Indigofera suffruticosa, also known as Guatemalan indigo or añil indigo, is a flowering plant in the family Fabaceae and is native to subtropical and tropical America, including the southern United States, the Caribbean, Mexico, Central America, and South America as far south as Paraguay and northern Argentina.
This species is an errect, branching shrub with pinnate leaves, growing 45 – 250 cm tall. It is a perennial plant that grows best in a sunny position and thrives in a range of soil conditions in dry areas, often in waste ground, exposed slopes or on sandbars.
Indigofera suffruticosa is grown as a cover crop and green manure in coffee, rubber and tea plantations. In South America it is one of the components of natural pastures that develop after the rainforest has been cleared. Before the introduction of coffee, indigo was one of the most important exports of Central America, but it is now grown commercially only in northern Salvador.
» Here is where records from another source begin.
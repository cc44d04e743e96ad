// spoke-storage
// Storage core for the spoke protobuf schema registry: entity metadata,
// content-addressed blobs, compiled artifacts, a two-level cache and
// composite health, behind one facade.

pub mod cache;
pub mod config;
pub mod context;
pub mod errors;
pub mod health;
pub mod metadata;
pub mod object_store;
pub mod observability;
pub mod storage;
pub mod storage_backends;
pub mod types;

// Re-export the facade surface most callers need.
pub use crate::config::{BackendType, StorageConfig};
pub use crate::context::OpContext;
pub use crate::errors::{ConfigError, StorageError};
pub use crate::health::{HealthReport, HealthStatus};
pub use crate::storage::{
    ArtifactStorage, CacheManager, FileStorage, HealthChecker, ModuleReader, ModuleWriter,
    Storage, VersionReader, VersionWriter,
};
pub use crate::storage_backends::build_storage;
pub use crate::types::{
    DependencyNode, FileContent, Module, ModuleUpdate, ModuleVersion, NewModule, NewVersion,
    NewVersionFile, Page, PageRequest, VersionDependency, VersionFile, VersionState,
    VersionUpdate,
};
//! Content-addressed blob storage.
//!
//! Blobs are keyed by the hex digest of their bytes, so identical content
//! deduplicates to one stored object and retried puts are safe. Compiled
//! artifacts are opaque byte streams under `(module, version, language)`
//! keys and replace atomically. Two implementations: an S3-compatible
//! object store (hybrid driver) and a relational table (postgres driver).

pub mod s3;
pub mod sql;

pub use s3::S3BlobStore;
pub use sql::SqlBlobStore;

use crate::context::OpContext;
use crate::errors::StorageError;
use async_trait::async_trait;
use bytes::Bytes;
use rand::Rng;
use sha2::{Digest, Sha256};
use std::future::Future;
use std::time::Duration;
use tokio::io::{AsyncRead, AsyncReadExt};
use tracing::debug;

/// Object-key prefix for content blobs.
pub const CONTENT_PREFIX: &str = "blobs";
/// Object-key prefix for compiled artifacts.
pub const ARTIFACT_PREFIX: &str = "artifacts";

const READ_CHUNK: usize = 64 * 1024;

/// Content-addressed PUT/GET of opaque byte streams plus the artifact
/// variants. All operations honor the context and perform their own
/// bounded retries on transient transport failures.
#[async_trait]
pub trait BlobStore: Send + Sync {
    /// Stream the payload while computing its digest, store it under the
    /// derived key and return the hash. Idempotent: an existing object
    /// under the same key skips the upload.
    async fn put_content(
        &self,
        ctx: &OpContext,
        reader: &mut (dyn AsyncRead + Send + Unpin),
        content_type: &str,
    ) -> Result<String, StorageError>;

    async fn get_content(&self, ctx: &OpContext, hash: &str) -> Result<Bytes, StorageError>;

    async fn content_exists(&self, ctx: &OpContext, hash: &str) -> Result<bool, StorageError>;

    /// Atomically replace the artifact under `(module, version, language)`.
    async fn put_artifact(
        &self,
        ctx: &OpContext,
        module: &str,
        version: &str,
        language: &str,
        payload: Bytes,
    ) -> Result<(), StorageError>;

    async fn get_artifact(
        &self,
        ctx: &OpContext,
        module: &str,
        version: &str,
        language: &str,
    ) -> Result<Bytes, StorageError>;

    async fn health_check(&self, ctx: &OpContext) -> Result<(), StorageError>;

    /// Release the underlying client at teardown; subsequent calls fail
    /// with `Unavailable`. A no-op for stores whose connections are
    /// owned elsewhere (the relational blob store rides the metadata
    /// pool, which the backend closes itself).
    async fn close(&self) {}

    fn backend_name(&self) -> &'static str;
}

/// Hex digest of a byte slice. The single place the hash algorithm is
/// chosen; everything else works with the hex string.
pub fn content_hash(bytes: &[u8]) -> String {
    hex::encode(Sha256::digest(bytes))
}

/// Hashes are lowercase hex digests. They end up in object keys and
/// filesystem paths, so anything else is rejected outright.
pub fn validate_content_hash(hash: &str) -> Result<(), StorageError> {
    if hash.len() != 64 || !hash.bytes().all(|b| b.is_ascii_hexdigit() && !b.is_ascii_uppercase())
    {
        return Err(StorageError::InvalidArgument(format!(
            "malformed content hash: {}",
            hash
        )));
    }
    Ok(())
}

/// Target languages key artifact objects and paths; keep them to a tight
/// identifier grammar.
pub fn validate_language(language: &str) -> Result<(), StorageError> {
    if language.is_empty()
        || language.len() > 64
        || !language
            .bytes()
            .all(|b| b.is_ascii_alphanumeric() || b == b'-' || b == b'_')
    {
        return Err(StorageError::InvalidArgument(format!(
            "malformed artifact language: {}",
            language
        )));
    }
    Ok(())
}

/// `blobs/<hh>/<hh>/<remaining hex>`, sharded for directory fan-out.
pub fn content_key(hash: &str) -> String {
    format!(
        "{}/{}/{}/{}",
        CONTENT_PREFIX,
        &hash[0..2],
        &hash[2..4],
        &hash[4..]
    )
}

/// `artifacts/<module>/<version>/<language>`.
pub fn artifact_key(module: &str, version: &str, language: &str) -> String {
    format!("{}/{}/{}/{}", ARTIFACT_PREFIX, module, version, language)
}

/// Drain a reader into memory while feeding the digest, re-checking the
/// context at every chunk boundary.
pub(crate) async fn read_all_hashed(
    ctx: &OpContext,
    reader: &mut (dyn AsyncRead + Send + Unpin),
) -> Result<(Bytes, String), StorageError> {
    let mut hasher = Sha256::new();
    let mut buffer = Vec::new();
    let mut chunk = vec![0u8; READ_CHUNK];
    loop {
        ctx.check()?;
        let n = ctx.bound(reader.read(&mut chunk)).await??;
        if n == 0 {
            break;
        }
        hasher.update(&chunk[..n]);
        buffer.extend_from_slice(&chunk[..n]);
    }
    let hash = hex::encode(hasher.finalize());
    Ok((Bytes::from(buffer), hash))
}

/// Bounded exponential backoff with jitter for transient failures.
/// Logical errors and context errors pass through on the first hit.
#[derive(Debug, Clone)]
pub struct RetryPolicy {
    pub max_attempts: u32,
    pub base_delay: Duration,
    pub max_delay: Duration,
}

impl Default for RetryPolicy {
    fn default() -> Self {
        Self {
            max_attempts: 3,
            base_delay: Duration::from_millis(50),
            max_delay: Duration::from_secs(2),
        }
    }
}

impl RetryPolicy {
    pub async fn run<T, F, Fut>(&self, ctx: &OpContext, mut op: F) -> Result<T, StorageError>
    where
        F: FnMut() -> Fut,
        Fut: Future<Output = Result<T, StorageError>>,
    {
        let mut attempt: u32 = 0;
        loop {
            ctx.check()?;
            match op().await {
                Ok(value) => return Ok(value),
                Err(e) if e.is_transient() && attempt + 1 < self.max_attempts => {
                    let delay = self.delay_for(attempt);
                    debug!(attempt, delay_ms = delay.as_millis() as u64, error = %e, "retrying transient blob store failure");
                    ctx.bound(tokio::time::sleep(delay)).await?;
                    attempt += 1;
                }
                Err(e) => return Err(e),
            }
        }
    }

    fn delay_for(&self, attempt: u32) -> Duration {
        let exp = self
            .base_delay
            .saturating_mul(1u32 << attempt.min(16))
            .min(self.max_delay);
        // Up to 50% jitter to avoid retry alignment across tasks.
        let jitter_ms = rand::thread_rng().gen_range(0..=exp.as_millis() as u64 / 2);
        exp + Duration::from_millis(jitter_ms)
    }
}

#[cfg(test)]
mod tests {
    use super::*;
    use std::sync::atomic::{AtomicU32, Ordering};

    #[test]
    fn test_content_hash_is_deterministic_and_distinct() {
        let a = content_hash(b"syntax=\"proto3\";");
        let b = content_hash(b"syntax=\"proto3\";");
        let c = content_hash(b"something else");
        assert_eq!(a, b);
        assert_ne!(a, c);
        assert_eq!(a.len(), 64);
        assert!(validate_content_hash(&a).is_ok());
    }

    #[test]
    fn test_content_key_sharding() {
        let hash = content_hash(b"x");
        let key = content_key(&hash);
        assert!(key.starts_with("blobs/"));
        let parts: Vec<&str> = key.split('/').collect();
        assert_eq!(parts.len(), 4);
        assert_eq!(parts[1].len(), 2);
        assert_eq!(parts[2].len(), 2);
        assert_eq!(format!("{}{}{}", parts[1], parts[2], parts[3]), hash);
    }

    #[test]
    fn test_hash_validation_rejects_path_material() {
        assert!(validate_content_hash("../../etc/passwd").is_err());
        assert!(validate_content_hash("abcd").is_err());
        assert!(validate_content_hash(&"Z".repeat(64)).is_err());
        assert!(validate_content_hash(&"A".repeat(64)).is_err());
    }

    #[test]
    fn test_language_validation() {
        assert!(validate_language("go").is_ok());
        assert!(validate_language("python3").is_ok());
        assert!(validate_language("c_sharp").is_ok());
        assert!(validate_language("").is_err());
        assert!(validate_language("go/1.21").is_err());
    }

    #[test]
    fn test_artifact_key_layout() {
        assert_eq!(
            artifact_key("acme", "v1.0.0", "go"),
            "artifacts/acme/v1.0.0/go"
        );
    }

    #[tokio::test]
    async fn test_read_all_hashed_matches_direct_hash() {
        let payload = b"streaming payload".to_vec();
        let mut reader = std::io::Cursor::new(payload.clone());
        let ctx = OpContext::background();
        let (bytes, hash) = read_all_hashed(&ctx, &mut reader).await.unwrap();
        assert_eq!(bytes.as_ref(), payload.as_slice());
        assert_eq!(hash, content_hash(&payload));
    }

    #[tokio::test]
    async fn test_retry_stops_on_logical_errors() {
        let calls = AtomicU32::new(0);
        let policy = RetryPolicy::default();
        let ctx = OpContext::background();
        let result: Result<(), _> = policy
            .run(&ctx, || {
                calls.fetch_add(1, Ordering::SeqCst);
                async { Err(StorageError::NotFound("blob".to_string())) }
            })
            .await;
        assert!(result.is_err());
        assert_eq!(calls.load(Ordering::SeqCst), 1);
    }

    #[tokio::test]
    async fn test_retry_exhausts_transient_budget() {
        let calls = AtomicU32::new(0);
        let policy = RetryPolicy {
            max_attempts: 3,
            base_delay: Duration::from_millis(1),
            max_delay: Duration::from_millis(2),
        };
        let ctx = OpContext::background();
        let result: Result<(), _> = policy
            .run(&ctx, || {
                calls.fetch_add(1, Ordering::SeqCst);
                async { Err(StorageError::Unavailable("flaky".to_string())) }
            })
            .await;
        assert!(matches!(result, Err(StorageError::Unavailable(_))));
        assert_eq!(calls.load(Ordering::SeqCst), 3);
    }

    #[tokio::test]
    async fn test_retry_recovers_after_transient_failure() {
        let calls = AtomicU32::new(0);
        let policy = RetryPolicy {
            max_attempts: 3,
            base_delay: Duration::from_millis(1),
            max_delay: Duration::from_millis(2),
        };
        let ctx = OpContext::background();
        let result = policy
            .run(&ctx, || {
                let n = calls.fetch_add(1, Ordering::SeqCst);
                async move {
                    if n == 0 {
                        Err(StorageError::Unavailable("first try".to_string()))
                    } else {
                        Ok(42u32)
                    }
                }
            })
            .await;
        assert_eq!(result.unwrap(), 42);
        assert_eq!(calls.load(Ordering::SeqCst), 2);
    }
}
Añil is used in Central America as a source for indigo dye, and if mixed with palygorskite clay, can produce Maya blue, a pigment that was extensively used in ancient times in Mesoamerica, covering today Mexico, Guatemala, Nicaragua and Belize. Used to decorate pottery, murals and statues, this vibrant light blue pigment has retained its beauty over the centuries and has attracted attention for its remarkable stability.